Jacob Garchik

Assembly
(Yestereve)

The title of Jacob Garchik’s latest recording binds two separate, but essential, concerns. How does one resolve the matter of getting musicians together to play socially based music in the middle of a pandemic? And how does one put this stuff together? Assembly addresses both problems with remarkable success. February 2021 in New York was not the best time and place to bring together a live band with a couple horns. So, the trombonist convened his ensemble at EastSide Sound, a Manhattan recording establishment with six isolation rooms. In that pre-vaccinated time, it afforded the quintet the chance to get together and play with a substantially reduced risk of infecting each other.

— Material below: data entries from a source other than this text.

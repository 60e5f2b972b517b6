//! Stack of descriptor names currently being processed.
//!
//! Only recorded with the `debug` feature in a debug build, in which case
//! [`SerialError::custom`](crate::SerialError::custom) appends it to the message.

use alloc::string::{String, ToString};
use core::fmt::Display;

#[cfg(all(debug_assertions, feature = "debug"))]
std::thread_local! {
    static DESCRIPTOR_STACK: core::cell::RefCell<alloc::vec::Vec<String>> =
        const { core::cell::RefCell::new(alloc::vec::Vec::new()) };
}

#[inline]
pub(crate) fn push(name: &str) {
    crate::cfg::debug! {
        DESCRIPTOR_STACK.with_borrow_mut(|stack| stack.push(name.to_string()));
    }
    #[cfg(not(all(debug_assertions, feature = "debug")))]
    let _ = name;
}

#[inline]
pub(crate) fn pop() {
    crate::cfg::debug! {
        DESCRIPTOR_STACK.with_borrow_mut(|stack| stack.pop());
    }
}

/// Renders the descriptors currently being encoded or decoded on this
/// thread, outermost first.
///
/// Empty unless the `debug` feature is enabled in a debug build.
pub fn descriptor_trace() -> String {
    #[cfg(all(debug_assertions, feature = "debug"))]
    {
        use core::fmt::Write;

        DESCRIPTOR_STACK.with_borrow(|stack| {
            let mut out = String::new();
            for (depth, name) in stack.iter().enumerate() {
                let arrow = if depth == 0 { "" } else { " -> " };
                let _ = writeln!(out, "{arrow}`{name}`");
            }
            out
        })
    }
    #[cfg(not(all(debug_assertions, feature = "debug")))]
    String::new()
}

pub(crate) fn message(msg: impl Display) -> String {
    let trace = descriptor_trace();
    if trace.is_empty() {
        msg.to_string()
    } else {
        alloc::format!("{msg} (stack:\n{trace})")
    }
}

// -----------------------------------------------------------------------------
// Tests

#[cfg(all(test, debug_assertions, feature = "debug"))]
mod tests {
    #[test]
    fn message_carries_stack() {
        super::push("demo::Outer");
        super::push("demo::Inner");
        let msg = super::message("boom");
        super::pop();
        super::pop();

        assert!(msg.starts_with("boom (stack:"));
        assert!(msg.contains("`demo::Outer`"));
        assert!(msg.contains(" -> `demo::Inner`"));
        assert_eq!(super::message("plain"), "plain");
    }
}
impl Serializer<Celsius> for CelsiusSerializer {
    fn descriptor(&self) -> &Arc<TypeDescriptor> {
        static CELL: DescriptorCell = DescriptorCell::new();
        CELL.get_or_init(|| Arc::new(TypeDescriptor::primitive("demo::Celsius", PrimitiveKind::F64)))
    }

    fn save(&self, encoder: &mut dyn Encoder, value: &Celsius) -> Result<(), SerialError> {
        encoder.encode_primitive(PrimitiveRef::F64(value.0))
    }

    fn load(&self, decoder: &mut dyn Decoder) -> Result<Celsius, SerialError> {
        PrimitiveSerializer::<f64>::new().load(decoder).map(Celsius)
    }
}

vc_serialize::auto_register!(Celsius => Arc::new(CelsiusSerializer));

#[test]
fn auto_registered_serializers() {
    let mut registry = SerialRegistry::empty();
    if !registry.auto_register() {
        return;
    }
    assert_eq!(registry.serial_name::<Celsius>(), Some("demo::Celsius"));

    let format = TreeFormat::new(Arc::new(registry));
    let tree = format.encode(&Celsius(21.5)).unwrap();
    assert_eq!(tree, Value::Float(21.5));
    assert_eq!(format.decode::<Celsius>(tree).unwrap(), Celsius(21.5));
}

The setting also enabled him to get separate recordings of each musician playing simultaneously with their four counterparts, which he took away to cut, paste and reorganize into new arrangements. The resulting music’s immediacy belies its protracted production. While the title “Bricolage” augurs a cobbled-together result, Sam Newsome delivers a probing, cohesive solo over bass and trombone loops. But you don’t have to care about the recording methodology to be touched by the music’s emotional core. “Homage” may have been constructed from several overlaid performances, but it’s the music’s grand, bluesy cry, not the cleverness with which its parts were combined, that commands attention. And while the pieced-together ensemble sequences that open and close “Fanfare” dazzle with their intricacy, a listener is just as likely to be lured back for another listen to the intimate warmth of the exchanges between Sacks and Garchik during the composition’s languorous midsection.